Joy – It’s time for me to start finding the joy in this process. I don’t have to complain about working out. I don’t have to mourn the lack of ice cream in a given day. I can love the hour I spend walking in the cold (because this is New England, yo) and revel in the fresh fruits and vegetables I eat and be joyful that I have the opportunity to do these things. Maybe not every day, every time, but sometimes. Nobody likes a whiner. 

Inspiration – This is a gift I give myself by surrounding myself with people who make me want to be better. Some of them I am lucky enough to call friends. Others are bloggers telling their stories, just hoping they’ll inspire someone. Momentum can be hard to sustain, so I’ll be seeking out inspiration wherever I can find it, and hopefully, providing some of my own.

Forgiveness – This is a gift that just plain needs to be given. I’ve spent so much time being angry at myself for all the things I’ve done, and the things I haven’t done, to get to where I am physically. And to what end? Holding it against myself, blaming myself… it only serves to hold me where I am. It’s time to let the past be the past, before the present is the past. That made sense, right?

A Clean Slate – The last gift I’m giving myself is a completely clean slate.
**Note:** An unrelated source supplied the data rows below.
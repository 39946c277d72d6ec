//! WebDriver-backed page session bridging `thirtyfour` to the sync chain.

use std::fmt;
use std::time::{Duration, Instant};

use anyhow::{Context, Result};
use thirtyfour::prelude::*;
use tokio::runtime::{Builder, Runtime};

use crate::capture::{PageSession, SessionError};

/// Browser window size requested at session start.
pub const DEFAULT_WINDOW: (u32, u32) = (1920, 1080);

const POLL_INTERVAL: Duration = Duration::from_millis(500);
const SCROLL_SETTLE: Duration = Duration::from_millis(300);

/// A live Chrome session driven over the WebDriver protocol.
///
/// Owns a current-thread tokio runtime so the capture chain and the binaries
/// stay synchronous; every trait method blocks on the underlying async call.
pub struct WebDriverSession {
    rt: Runtime,
    driver: Option<WebDriver>,
}

impl WebDriverSession {
    /// Opens a new session against a WebDriver endpoint (e.g. chromedriver).
    pub fn connect(server_url: &str, headless: bool) -> Result<Self> {
        let rt = Builder::new_current_thread()
            .enable_all()
            .build()
            .context("failed to build driver runtime")?;
        let driver = rt
            .block_on(async {
                let mut caps = DesiredCapabilities::chrome();
                if headless {
                    caps.add_arg("--headless=new")?;
                }
                caps.add_arg(&format!(
                    "--window-size={},{}",
                    DEFAULT_WINDOW.0, DEFAULT_WINDOW.1
                ))?;
                caps.add_arg("--no-sandbox")?;
                caps.add_arg("--disable-gpu")?;
                caps.add_arg("--disable-dev-shm-usage")?;
                caps.add_arg("--hide-scrollbars")?;
                WebDriver::new(server_url, caps).await
            })
            .with_context(|| format!("failed to open WebDriver session at {server_url}"))?;
        Ok(Self {
            rt,
            driver: Some(driver),
        })
    }

    /// Closes the browser session; failures are reported but not raised.
    pub fn quit(mut self) {
        if let Some(driver) = self.driver.take() {
            if let Err(err) = self.rt.block_on(driver.quit()) {
                eprintln!("failed to close WebDriver session: {err}");
            }
        }
    }

    fn driver(&self) -> &WebDriver {
        self.driver.as_ref().expect("webdriver session already closed")
    }
}

impl PageSession for WebDriverSession {
    fn goto(&mut self, url: &str, ready_timeout: Duration) -> Result<(), SessionError> {
        let driver = self.driver();
        self.rt.block_on(async {
            driver.goto(url).await.map_err(lost)?;
            let deadline = Instant::now() + ready_timeout;
            loop {
                let state: String = driver
                    .execute("return document.readyState;", Vec::new())
                    .await
                    .map_err(lost)?
                    .convert()
                    .map_err(lost)?;
                if state == "complete" {
                    return Ok(());
                }
                if Instant::now() >= deadline {
                    return Err(SessionError::lost("page never reached readyState complete"));
                }
                tokio::time::sleep(POLL_INTERVAL).await;
            }
        })
    }

    fn screenshot_video(&mut self, wait: Duration) -> Result<Option<Vec<u8>>, SessionError> {
        let driver = self.driver();
        self.rt.block_on(async {
            let deadline = Instant::now() + wait;
            let video = loop {
                match driver.find_all(By::Tag("video")).await {
                    Ok(mut found) if !found.is_empty() => break found.remove(0),
                    // Probe errors inside the wait loop get the benefit of the
                    // doubt until the deadline passes.
                    Ok(_) | Err(_) => {}
                }
                if Instant::now() >= deadline {
                    return Ok(None);
                }
                tokio::time::sleep(POLL_INTERVAL).await;
            };
            if let Err(err) = video.scroll_into_view().await {
                crate::debug_log!("scroll into view failed: {err}");
            }
            tokio::time::sleep(SCROLL_SETTLE).await;
            match video.screenshot_as_png().await {
                Ok(png) => Ok(Some(png)),
                Err(err) => {
                    crate::debug_log!("video screenshot failed: {err}");
                    Ok(None)
                }
            }
        })
    }

    fn iframe_count(&mut self) -> Result<usize, SessionError> {
        let driver = self.driver();
        self.rt
            .block_on(driver.find_all(By::Tag("iframe")))
            .map(|frames| frames.len())
            .map_err(soft)
    }

    fn enter_iframe(&mut self, index: usize) -> Result<(), SessionError> {
        let driver = self.driver();
        self.rt.block_on(async {
            let mut frames = driver.find_all(By::Tag("iframe")).await.map_err(soft)?;
            if index >= frames.len() {
                return Err(SessionError::interaction(format!(
                    "iframe {index} disappeared"
                )));
            }
            frames.remove(index).enter_frame().await.map_err(soft)
        })
    }

    fn leave_iframes(&mut self) -> Result<(), SessionError> {
        let driver = self.driver();
        self.rt.block_on(driver.enter_default_frame()).map_err(lost)
    }

    fn page_height(&mut self) -> Result<u32, SessionError> {
        let driver = self.driver();
        let height: f64 = self
            .rt
            .block_on(driver.execute(
                "return Math.max(document.body.scrollHeight, document.documentElement.scrollHeight);",
                Vec::new(),
            ))
            .map_err(soft)?
            .convert()
            .map_err(soft)?;
        Ok(height.max(0.0) as u32)
    }

    fn resize_viewport(&mut self, width: u32, height: u32) -> Result<(), SessionError> {
        let driver = self.driver();
        self.rt
            .block_on(driver.set_window_rect(0, 0, width, height))
            .map_err(soft)
    }

    fn screenshot_page(&mut self) -> Result<Vec<u8>, SessionError> {
        let driver = self.driver();
        self.rt.block_on(driver.screenshot_as_png()).map_err(lost)
    }
}

fn lost<E: fmt::Display>(err: E) -> SessionError {
    SessionError::lost(err.to_string())
}

fn soft<E: fmt::Display>(err: E) -> SessionError {
    SessionError::interaction(err.to_string())
}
Whatever I’ve done before, whatever I’ve tried at and failed at, or tried at and succeeded at but quit anyway, it’s all off the table now. Just because I quit running doesn’t mean I can’t start again. And I have to start at the beginning, but that’s okay. With a clean slate, you’ve got nothing but beginnings. I can try something new, or I can try something I’ve already tried before. Weight Watchers worked for me before, and then I quit. And then I went back and it wasn’t the right fit. Doesn’t matter. If I choose to try it again, I can. No dwelling on how it went last time, there is no last time. There is only this time. No day but today, my friends.

So, Happy Birthday to me! I may not love the idea of leaving my 30s, but I am truly looking forward to the idea of ringing in my next ‘decade’ as the happiest, healthiest, best 40-year-old I can be. To that end, these gifts are the greatest gifts I could wish to receive.

A treadmill in the garage wouldn’t suck either, just saying.

*All asterisks are indicators of where I want to use bad words, but as I’m almost 40, I’m trying to be less of a trash mouth. That’s a gift to everyone, I promise.